▸ Activity: For the records below, say how many lines contain the string "ReflexiveLinkComposition". Give the number only.

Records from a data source
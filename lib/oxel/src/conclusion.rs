use crate::indexing::{ChainId, ClassId, DisjointnessId};

/// A fact derived for the root of some context.
///
/// Conclusions are produced by rules into the to-do queue of a context and processed there
/// exactly once.
#[derive(Debug, Clone, Copy, PartialEq, Eq, Hash)]
pub enum Conclusion {
    /// The context must apply the global initialization rules.
    ContextInitialization,
    /// Links over `relation` arrive into the context and its propagations must be seeded.
    SubContextInitialization { relation: ChainId },
    /// A subsumer whose structure still has to be decomposed.
    DecomposedSubsumer(ClassId),
    /// A subsumer built from other subsumers, only composition rules apply.
    ComposedSubsumer(ClassId),
    /// `source ⊑ ∃relation.root`, stored in the context of the filler.
    BackwardLink { source: ClassId, relation: ChainId },
    /// `root ⊑ ∃chain.target`, stored in the context of the source.
    ForwardLink { target: ClassId, chain: ChainId },
    /// Every context linked over `relation` has the existential `carry` as subsumer.
    Propagation { relation: ChainId, carry: ClassId },
    /// The root is unsatisfiable.
    Contradiction,
    /// `member` is a subsumer and a member of the disjointness axiom.
    DisjointSubsumer {
        axiom: DisjointnessId,
        member: ClassId,
    },
}

impl Conclusion {
    /// The subsumer carried by the conclusion, if any.
    pub fn subsumer(&self) -> Option<ClassId> {
        match self {
            Self::DecomposedSubsumer(s) | Self::ComposedSubsumer(s) => Some(*s),
            _ => None,
        }
    }
}

/// One rule application: which rule produced a conclusion from which premises.
///
/// The produced conclusion is not part of the inference.
#[derive(Debug, Clone, Copy, PartialEq, Eq, Hash)]
pub enum Inference {
    /// A context has been created for `root`.
    ContextCreation { root: ClassId },
    RootInitialization { root: ClassId },
    OwlThingInitialization { root: ClassId },
    /// `sub ⊑ super` is told and `sub` is a subsumer.
    ToldSuperClass { root: ClassId, sub: ClassId },
    ConjunctionDecomposition { root: ClassId, conjunction: ClassId },
    ConjunctionComposition {
        root: ClassId,
        first: ClassId,
        second: ClassId,
    },
    DisjunctionComposition { root: ClassId, disjunct: ClassId },
    /// Produces the link of an existential subsumer.
    ExistentialDecomposition { root: ClassId, existential: ClassId },
    /// Produces the backward link matching a forward link over a property.
    ReversedForwardLink {
        source: ClassId,
        target: ClassId,
        relation: ChainId,
    },
    /// `source --left--> middle --right--> target`
    LinkComposition {
        source: ClassId,
        middle: ClassId,
        target: ClassId,
        left: ChainId,
        right: ChainId,
    },
    /// `middle --right--> target` composed with a reflexive left property
    ReflexiveLinkComposition {
        middle: ClassId,
        target: ClassId,
        right: ChainId,
    },
    /// The sub-context over `relation` is initialized and `filler` is a subsumer.
    PropagationGeneration {
        root: ClassId,
        relation: ChainId,
        existential: ClassId,
        filler: ClassId,
    },
    /// The existential is derived for `source` linked to `middle` over `relation`.
    PropagatedSubsumer {
        source: ClassId,
        middle: ClassId,
        relation: ChainId,
        existential: ClassId,
    },
    /// The root is linked to itself over the reflexive `relation` and `filler` is a subsumer.
    ReflexivePropagatedSubsumer {
        root: ClassId,
        relation: ChainId,
        existential: ClassId,
        filler: ClassId,
    },
    SubContextInitialization {
        root: ClassId,
        source: ClassId,
        relation: ChainId,
    },
    ContradictionFromNegation {
        root: ClassId,
        negation: ClassId,
        negated: ClassId,
    },
    ContradictionFromOwlNothing { root: ClassId },
    ContradictionFromDisjointness {
        root: ClassId,
        axiom: DisjointnessId,
        first: ClassId,
        second: ClassId,
    },
    DisjointSubsumerFromMember {
        root: ClassId,
        axiom: DisjointnessId,
        member: ClassId,
    },
    /// The contradiction of `target` reaches `source` linked to it.
    PropagatedContradiction {
        source: ClassId,
        target: ClassId,
        relation: ChainId,
    },
}

impl Inference {
    /// The premises of the inference with the roots of the contexts storing them.
    ///
    /// Premises that only need to be subsumers, whatever their derivation, are given as
    /// [`Conclusion::ComposedSubsumer`].
    pub fn premises(&self) -> Vec<(ClassId, Conclusion)> {
        use Conclusion::{
            BackwardLink, ComposedSubsumer, ContextInitialization, Contradiction,
            DecomposedSubsumer, ForwardLink, Propagation, SubContextInitialization,
        };

        match *self {
            Self::ContextCreation { .. } => Vec::new(),
            Self::RootInitialization { root } | Self::OwlThingInitialization { root } => {
                vec![(root, ContextInitialization)]
            }
            Self::ToldSuperClass { root, sub } => vec![(root, ComposedSubsumer(sub))],
            Self::ConjunctionDecomposition { root, conjunction } => {
                vec![(root, DecomposedSubsumer(conjunction))]
            }
            Self::ConjunctionComposition {
                root,
                first,
                second,
            } => vec![(root, ComposedSubsumer(first)), (root, ComposedSubsumer(second))],
            Self::DisjunctionComposition { root, disjunct } => {
                vec![(root, ComposedSubsumer(disjunct))]
            }
            Self::ExistentialDecomposition { root, existential } => {
                vec![(root, DecomposedSubsumer(existential))]
            }
            Self::ReversedForwardLink {
                source,
                target,
                relation,
            } => vec![(
                source,
                ForwardLink {
                    target,
                    chain: relation,
                },
            )],
            Self::LinkComposition {
                source,
                middle,
                target,
                left,
                right,
            } => vec![
                (
                    middle,
                    BackwardLink {
                        source,
                        relation: left,
                    },
                ),
                (
                    middle,
                    ForwardLink {
                        target,
                        chain: right,
                    },
                ),
            ],
            Self::ReflexiveLinkComposition {
                middle,
                target,
                right,
            } => vec![(
                middle,
                ForwardLink {
                    target,
                    chain: right,
                },
            )],
            Self::PropagationGeneration {
                root,
                relation,
                filler,
                ..
            } => vec![
                (root, SubContextInitialization { relation }),
                (root, ComposedSubsumer(filler)),
            ],
            Self::PropagatedSubsumer {
                source,
                middle,
                relation,
                existential,
            } => vec![
                (middle, BackwardLink { source, relation }),
                (
                    middle,
                    Propagation {
                        relation,
                        carry: existential,
                    },
                ),
            ],
            Self::ReflexivePropagatedSubsumer { root, filler, .. } => {
                vec![(root, ComposedSubsumer(filler))]
            }
            Self::SubContextInitialization {
                root,
                source,
                relation,
            } => vec![(root, BackwardLink { source, relation })],
            Self::ContradictionFromNegation {
                root,
                negation,
                negated,
            } => vec![(root, ComposedSubsumer(negation)), (root, ComposedSubsumer(negated))],
            Self::ContradictionFromOwlNothing { root } => {
                vec![(root, ComposedSubsumer(ClassId::NOTHING))]
            }
            Self::ContradictionFromDisjointness {
                root,
                axiom,
                first,
                second,
            } => vec![
                (
                    root,
                    Conclusion::DisjointSubsumer {
                        axiom,
                        member: first,
                    },
                ),
                (
                    root,
                    Conclusion::DisjointSubsumer {
                        axiom,
                        member: second,
                    },
                ),
            ],
            Self::DisjointSubsumerFromMember { root, member, .. } => {
                vec![(root, ComposedSubsumer(member))]
            }
            Self::PropagatedContradiction {
                source,
                target,
                relation,
            } => vec![(target, Contradiction), (target, BackwardLink { source, relation })],
        }
    }
}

▸ Result: 2